Naming things
2017-06-01
Naming things – choosing a string of characters to represent a given expression – can be frustrating and difficult. This might be obvious, but the abstraction of referring to a block of code with something memorable and human readable greatly increases the ease of programming. Whoever first realized that we could use memorable words like MOV and GOTO instead of numeric opcodes was responsible for a huge advance in programming language design. In a sense, every time we abstract away a function, script, module, or program using a name, we’re building on that simple idea. Being able to reference other parts of a program is important in its own right, but it isn’t nearly as effective if you have to refer to your function by say, its location in memory, rather than a name that describes what it does. However, when we choose names to take advantage of this abstraction superpower, there’s an inherent conflict between brevity and being descriptive. Deciding how to name things has been referred to as one of the hardest problems in programming1. I’ve been thinking about how to do a better job at this lately, and here are some notes I’ve made on the topic. Some of them might seem sort of contradictory – I think that’s just an indication of how naming things is complex and nuanced.
- Good design makes it easier to name things. Dividing your code up into modular parts is an important part of writing clean, maintainable software. If the name of a component isn’t at least somewhat intuitive based on what it does, it’s possible that you’ve chosen to break up your problem in a less than optimal way. Also, once you have descriptively named and well documented components that have a clear interface and that only do one thing, the problem of naming things used inside the scope of that component becomes easier.

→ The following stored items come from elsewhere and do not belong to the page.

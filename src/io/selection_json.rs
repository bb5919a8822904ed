//! Deserializes `selection.json` (spec §6) into a list of [`Selection`]s.

use std::path::Path;

use serde::Deserialize;

use super::IoError;
use crate::expr::parse as parse_expr;
use crate::selection::{Filter, OutputAttr, OutputSettings, Selection};

#[derive(Debug, Deserialize)]
struct RawRoot {
    selections: Vec<RawSelection>,
}

#[derive(Debug, Deserialize)]
struct RawSelection {
    selection_id: i64,
    #[serde(default)]
    filters: Vec<RawFilter>,
    #[serde(default)]
    output_attrs: Vec<RawOutputAttr>,
    #[serde(default)]
    output_settings: RawOutputSettings,
}

#[derive(Debug, Deserialize)]
struct RawFilter {
    filter_id: i64,
    expression: String,
    application_level: i64,
}

#[derive(Debug, Deserialize)]
struct RawOutputAttr {
    attr_code: String,
    application_level: i64,
}

#[derive(Debug, Deserialize, Default)]
struct RawOutputSettings {
    #[serde(default)]
    show_all: bool,
    #[serde(default)]
    add_attributes: bool,
    #[serde(default)]
    add_filters: bool,
    #[serde(default)]
    add_failed_filters: bool,
}

pub fn load(path: &Path) -> Result<Vec<Selection>, IoError> {
    let text = std::fs::read_to_string(path).map_err(|source| IoError::Read {
        path: path.display().to_string(),
        source,
    })?;
    let raw: RawRoot = serde_json::from_str(&text).map_err(|source| IoError::Json {
        path: path.display().to_string(),
        source,
    })?;

    raw.selections.into_iter().map(to_selection).collect()
}

fn to_selection(raw: RawSelection) -> Result<Selection, IoError> {
    let filters = raw
        .filters
        .into_iter()
        .map(|f| {
            Ok(Filter {
                filter_id: f.filter_id,
                expression: parse_expr(&f.expression)?,
                application_level: f.application_level,
            })
        })
        .collect::<Result<Vec<_>, crate::expr::ParseError>>()?;

    let output_attrs = raw
        .output_attrs
        .into_iter()
        .map(|o| OutputAttr {
            attr_code: o.attr_code,
            application_level: o.application_level,
        })
        .collect();

    let settings = OutputSettings {
        show_all: raw.output_settings.show_all,
        add_attributes: raw.output_settings.add_attributes,
        add_filters: raw.output_settings.add_filters,
        add_failed_filters: raw.output_settings.add_failed_filters,
    };

    Ok(Selection::new(raw.selection_id, filters, output_attrs, settings)?)
}

#[cfg(test)]
mod tests {
    use super::*;
    use std::io::Write;

    #[test]
    fn loads_selection_with_defaults() {
        let json = r#"{ "selections": [
            { "selection_id": 1, "filters": [], "output_attrs": [] }
        ] }"#;
        let mut file = tempfile::NamedTempFile::new().unwrap();
        file.write_all(json.as_bytes()).unwrap();
        let selections = load(file.path()).unwrap();
        assert_eq!(selections.len(), 1);
        assert_eq!(selections[0].selection_id, 1);
    }
}
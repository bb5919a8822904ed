//! CSV boundary: loads `input_data.csv` into a [`RowSet`] and writes a
//! shaped output table to `output_{selection_id}.csv` (spec §6). Uses the
//! `csv` crate rather than a hand-rolled line reader so quoting and
//! embedded delimiters are handled correctly.

use std::path::Path;

use super::IoError;
use crate::exec::RowSet;
use crate::output::ShapedOutput;
use crate::universe::Universe;
use crate::value::{DataType, Value};

/// Loads `input_data.csv`, matching header columns to the universe's
/// input attributes case-insensitively (spec §6).
pub fn load_input(path: &Path, universe: &Universe) -> Result<RowSet, IoError> {
    let path_str = path.display().to_string();
    let mut reader = csv::ReaderBuilder::new()
        .has_headers(true)
        .from_path(path)
        .map_err(|source| IoError::Csv {
            path: path_str.clone(),
            source,
        })?;

    let header: Vec<String> = reader
        .headers()
        .map_err(|source| IoError::Csv {
            path: path_str.clone(),
            source,
        })?
        .iter()
        .map(|h| h.trim().to_ascii_uppercase())
        .collect();

    let inputs = universe.inputs();
    let mut column_index = Vec::with_capacity(inputs.len());
    for code in &inputs {
        let idx = header.iter().position(|h| h == code).ok_or_else(|| IoError::MissingInputColumn {
            path: path_str.clone(),
            column: (*code).to_string(),
        })?;
        column_index.push((*code, idx));
    }

    let mut raw_columns: Vec<Vec<String>> = vec![Vec::new(); inputs.len()];
    let mut row_count = 0;
    for record in reader.records() {
        let record = record.map_err(|source| IoError::Csv {
            path: path_str.clone(),
            source,
        })?;
        for (slot, (_, idx)) in column_index.iter().enumerate() {
            raw_columns[slot].push(record.get(*idx).unwrap_or("").to_string());
        }
        row_count += 1;
    }

    let mut rows = RowSet::new(row_count);
    for (slot, (code, _)) in column_index.iter().enumerate() {
        let attr = universe.get(code)?;
        let values: Vec<Value> = raw_columns[slot]
            .iter()
            .map(|cell| parse_cell(cell, attr.data_type()))
            .collect();
        rows.append_column(code, values).expect("input columns are appended exactly once");
    }

    Ok(rows)
}

fn parse_cell(cell: &str, data_type: &DataType) -> Value {
    if cell.is_empty() {
        return Value::Null;
    }
    match data_type {
        DataType::Int => cell.parse::<i64>().map(Value::Int).unwrap_or(Value::Null),
        DataType::Float => cell.parse::<f64>().map(Value::Float).unwrap_or(Value::Null),
        DataType::Bool => match cell.to_ascii_uppercase().as_str() {
            "TRUE" | "1" => Value::Bool(true),
            "FALSE" | "0" => Value::Bool(false),
            _ => Value::Null,
        },
        DataType::String | DataType::Unknown(_) => Value::string(cell),
    }
}

/// Writes a shaped output table as `output_{selection_id}.csv`.
pub fn write_output(path: &Path, shaped: &ShapedOutput) -> Result<(), IoError> {
    let path_str = path.display().to_string();
    let mut writer = csv::WriterBuilder::new().from_path(path).map_err(|source| IoError::Csv {
        path: path_str.clone(),
        source,
    })?;

    writer.write_record(&shaped.header).map_err(|source| IoError::Csv {
        path: path_str.clone(),
        source,
    })?;

    for row in &shaped.rows {
        let cells: Vec<String> = row.iter().map(cell_text).collect();
        writer.write_record(&cells).map_err(|source| IoError::Csv {
            path: path_str.clone(),
            source,
        })?;
    }

    writer.flush().map_err(|source| IoError::Write {
        path: path_str,
        source,
    })
}

fn cell_text(value: &Value) -> String {
    match value {
        Value::Null => String::new(),
        other => other.to_string(),
    }
}

#[cfg(test)]
mod tests {
    use super::*;
    use crate::universe::Attribute;
    use std::io::Write;

    fn universe() -> Universe {
        Universe::new(
            "A".to_string(),
            vec![
                Attribute::Input {
                    code: "A".to_string(),
                    data_type: DataType::Int,
                },
                Attribute::Input {
                    code: "B".to_string(),
                    data_type: DataType::String,
                },
            ],
        )
        .unwrap()
    }

    #[test]
    fn loads_input_case_insensitively() {
        let mut file = tempfile::NamedTempFile::new().unwrap();
        writeln!(file, "a,b").unwrap();
        writeln!(file, "1,hello").unwrap();
        writeln!(file, ",world").unwrap();
        let rows = load_input(file.path(), &universe()).unwrap();
        assert_eq!(rows.row_count(), 2);
        assert_eq!(rows.column("A").unwrap()[1], Value::Null);
    }

    #[test]
    fn missing_input_column_is_reported() {
        let mut file = tempfile::NamedTempFile::new().unwrap();
        writeln!(file, "a").unwrap();
        writeln!(file, "1").unwrap();
        assert!(load_input(file.path(), &universe()).is_err());
    }
}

- Consider potential sources of ambiguity, especially from the perspective of somebody who isn’t familiar with the overall structure of the project. In PyCIRCLean, there are times when we have a single method containing separate references to each of: a string representing a path to a file, a Python file object, and a class containing information about a file. If we had static types or type hints, the reader would receive extra information to help understand what each variable refers to. Given that we don’t have type information, we decided on names like “file_path”, “opened_file”, and “file_object”. Always considering your reader’s perspective aligns with good programming practices in general (and is a principle of writing good prose, too).

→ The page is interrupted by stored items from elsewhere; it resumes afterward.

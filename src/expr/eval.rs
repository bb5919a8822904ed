//! Row-context expression evaluator (spec §4.1's "evaluation" rules,
//! §4.7's null-propagation and type-mismatch edge cases).
//!
//! Three-valued (Kleene) logic is used throughout: `AND`/`OR`/`NOT`
//! propagate `NULL` the way SQL does, rather than collapsing early. Only
//! the final filter-mask step (`Value::truthy`) collapses `NULL` to
//! `false`.

use regex::Regex;

use super::ast::{Ast, BinaryOp, UnaryOp};
use crate::value::Value;

/// Resolves an identifier to its current row value. Implemented by the
/// execution engine's row cursor over a [`crate::exec::RowSet`].
pub trait Resolver {
    fn resolve(&self, code: &str) -> Value;
}

impl<F: Fn(&str) -> Value> Resolver for F {
    fn resolve(&self, code: &str) -> Value {
        self(code)
    }
}

pub fn eval(ast: &Ast, ctx: &dyn Resolver) -> Value {
    match ast {
        Ast::Null => Value::Null,
        Ast::Int(i) => Value::Int(*i),
        Ast::Float(f) => Value::Float(*f),
        Ast::Str(s) => Value::Str(s.clone()),
        Ast::Ident(code) => ctx.resolve(code),
        Ast::Unary(op, inner) => eval_unary(*op, &eval(inner, ctx)),
        Ast::Binary(op, lhs, rhs) => eval_binary(*op, &eval(lhs, ctx), &eval(rhs, ctx)),
        Ast::IsNull(inner, negate) => {
            let is_null = eval(inner, ctx).is_null();
            Value::Bool(is_null != *negate)
        }
        Ast::Between(expr, low, high, negate) => {
            let v = eval(expr, ctx);
            let l = eval(low, ctx);
            let h = eval(high, ctx);
            if v.is_null() || l.is_null() || h.is_null() {
                return Value::Null;
            }
            let inside = v.rank_cmp(&l) != std::cmp::Ordering::Less
                && v.rank_cmp(&h) != std::cmp::Ordering::Greater;
            Value::Bool(inside != *negate)
        }
        Ast::In(expr, list, negate) => {
            let v = eval(expr, ctx);
            if v.is_null() {
                return Value::Null;
            }
            let mut saw_null = false;
            let mut found = false;
            for item in list {
                let iv = eval(item, ctx);
                if iv.is_null() {
                    saw_null = true;
                } else if v == iv {
                    found = true;
                    break;
                }
            }
            if found {
                Value::Bool(!*negate)
            } else if saw_null {
                Value::Null
            } else {
                Value::Bool(*negate)
            }
        }
        Ast::Like(expr, pattern, negate) => {
            let v = eval(expr, ctx);
            let p = eval(pattern, ctx);
            match (v.as_str(), p.as_str()) {
                (Some(s), Some(pat)) => {
                    let matched = like_matches(s, pat);
                    Value::Bool(matched != *negate)
                }
                _ => Value::Null,
            }
        }
        // No tuple/row value type exists to hold a list's elements; a
        // bare value-list only has meaning inside `IN`/`NOT IN` (handled
        // separately above) or `to_sql`/`identifiers`.
        Ast::List(_) => Value::Null,
    }
}

fn eval_unary(op: UnaryOp, v: &Value) -> Value {
    match op {
        UnaryOp::Plus => {
            if v.is_null() {
                Value::Null
            } else {
                match v.as_f64() {
                    Some(_) => v.clone(),
                    None => Value::Null,
                }
            }
        }
        UnaryOp::Neg => match v {
            Value::Int(i) => Value::Int(-i),
            Value::Float(f) => Value::Float(-f),
            Value::Null => Value::Null,
            _ => Value::Null,
        },
        UnaryOp::Not => match v.as_bool_tri() {
            Some(b) => Value::Bool(!b),
            None => Value::Null,
        },
    }
}

fn eval_binary(op: BinaryOp, lhs: &Value, rhs: &Value) -> Value {
    use BinaryOp::*;
    match op {
        And => match (lhs.as_bool_tri(), rhs.as_bool_tri()) {
            (Some(false), _) | (_, Some(false)) => Value::Bool(false),
            (Some(true), Some(true)) => Value::Bool(true),
            _ => Value::Null,
        },
        Or => match (lhs.as_bool_tri(), rhs.as_bool_tri()) {
            (Some(true), _) | (_, Some(true)) => Value::Bool(true),
            (Some(false), Some(false)) => Value::Bool(false),
            _ => Value::Null,
        },
        Eq => {
            if lhs.is_null() || rhs.is_null() {
                Value::Null
            } else {
                Value::Bool(lhs == rhs)
            }
        }
        Ne => {
            if lhs.is_null() || rhs.is_null() {
                Value::Null
            } else {
                Value::Bool(lhs != rhs)
            }
        }
        Is => Value::Bool(lhs.is_null() == rhs.is_null() && lhs == rhs),
        Lt | Le | Gt | Ge => {
            if lhs.is_null() || rhs.is_null() {
                return Value::Null;
            }
            match lhs.partial_cmp(rhs) {
                Some(ord) => {
                    let b = match op {
                        Lt => ord == std::cmp::Ordering::Less,
                        Le => ord != std::cmp::Ordering::Greater,
                        Gt => ord == std::cmp::Ordering::Greater,
                        Ge => ord != std::cmp::Ordering::Less,
                        _ => unreachable!(),
                    };
                    Value::Bool(b)
                }
                None => Value::Null,
            }
        }
        Add | Sub | Mul | Div | Mod => {
            if lhs.is_null() || rhs.is_null() {
                return Value::Null;
            }
            arithmetic(op, lhs, rhs)
        }
        Concat => {
            if lhs.is_null() || rhs.is_null() {
                Value::Null
            } else {
                Value::string(format!("{lhs}{rhs}"))
            }
        }
    }
}

fn arithmetic(op: BinaryOp, lhs: &Value, rhs: &Value) -> Value {
    use BinaryOp::*;
    if let (Value::Int(a), Value::Int(b)) = (lhs, rhs) {
        return match op {
            Add => Value::Int(a.wrapping_add(*b)),
            Sub => Value::Int(a.wrapping_sub(*b)),
            Mul => Value::Int(a.wrapping_mul(*b)),
            Div => {
                if *b == 0 {
                    Value::Null
                } else {
                    Value::Int(a.wrapping_div_euclid(*b))
                }
            }
            Mod => {
                if *b == 0 {
                    Value::Null
                } else {
                    Value::Int(a.wrapping_rem_euclid(*b))
                }
            }
            _ => unreachable!(),
        };
    }
    match (lhs.as_f64(), rhs.as_f64()) {
        (Some(a), Some(b)) => match op {
            Add => Value::Float(a + b),
            Sub => Value::Float(a - b),
            Mul => Value::Float(a * b),
            Div => {
                if b == 0.0 {
                    Value::Null
                } else {
                    Value::Float(a / b)
                }
            }
            Mod => {
                if b == 0.0 {
                    Value::Null
                } else {
                    Value::Float(a % b)
                }
            }
            _ => unreachable!(),
        },
        _ => Value::Null,
    }
}

trait TriBool {
    fn as_bool_tri(&self) -> Option<bool>;
}

impl TriBool for Value {
    fn as_bool_tri(&self) -> Option<bool> {
        if self.is_null() {
            None
        } else {
            self.as_bool()
        }
    }
}

/// Translates a SQL `LIKE` pattern (`%` = any run, `_` = single char) into
/// an anchored regex and matches `s` against it.
fn like_matches(s: &str, pattern: &str) -> bool {
    match Regex::new(&translate_like_pattern(pattern)) {
        Ok(re) => re.is_match(s),
        Err(_) => false,
    }
}

fn translate_like_pattern(pattern: &str) -> String {
    let mut out = String::from("(?s)^");
    for c in pattern.chars() {
        match c {
            '%' => out.push_str(".*"),
            '_' => out.push('.'),
            other => out.push_str(&regex::escape(&other.to_string())),
        }
    }
    out.push('$');
    out
}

- Sometimes the right name won’t occur to you right away. It’s ok and worthwhile to wait for the perfect name if one isn’t immediately obvious, rather than forcing a name that isn’t great. But, you also don’t want to get stuck spending an hour optimizing one name. An adequate solution is to just use whatever name you come up with and then come back when you’ve had time to think of something better. However, take care – suboptimal names can proliferate and become more difficult to change with time.
- Generally speaking, the greater the infrequency or “distance” between usages of a component, the longer and more descriptive its name should be. Names that are used infrequently and far apart won’t easily stick in the reader’s memory, and they’ll have to frequently consult the documentation or the location in the program where the name is defined. A more descriptive name will help smooth the process of understanding what the code does. On the other end of the spectrum are examples like the convention of using
i
to count the current loop number or index into an array/list. Somebody reading the code can see the entire context for the variable’s usage inside one screen height of their text editor, so they don’t have to keep any extra information in their head. Thus, a short and un-descriptive name is sufficient. - Be especially careful with global variables, public attributes, or names that are referenced often throughout a program. If something is referenced many times, future programmers (including yourself) will be more reluctant to change it. Also, if you’re going to be exposing an API, your users will not be happy if you make breaking changes. Do the best that you can the first time, and don’t be afraid to take a little extra time to make the decision. As a side note, a variable appearing in many different locations can be an indication that you should consider reorganizing your code. Sometimes, you do need global variables, but having naming issues with a global variable is a code smell that you should at least think carefully about.
- One thing that sometimes comes up in discussions of variable naming is Hungarian notation: the practice of including meta-information about a component in its name. This can include information about a broader category that the component belongs to, or its actual data type. Although many discussions of variable name argue against Hungarian notation, I’d encourage you to read Making Wrong Code Look Wrong by Joel Spolsky. Essentially, his argument is that Hungarian notation as it was originally conceived of provides a useful way of, well, making wrong code look wrong.
- Follow conventions set elsewhere in the codebase. Let’s say you start working on a large Python project for the first time. You’ve previously read that, in Python, variable names are normally lowercase_with_underscores, and every other project you’ve seen has followed that convention. In your new project, however, you see that variable names are in camelCase. What should you do? First, whatever you do, you’ll want to maintain uniformity throughout the codebase – the worst option is to start using lowercase variables in your contributions and not tell anyone. This is because projects that don’t have uniform style are generally harder to read. Depending on how large the codebase is, you could spend some time making everything Pythonic. In the worst case scenario, this could take a few weeks, potentially break things, and annoy your coworkers with the massive diff you will generate. In that case, the best course of action is to imitate the style of the rest of the project, regardless of what it is.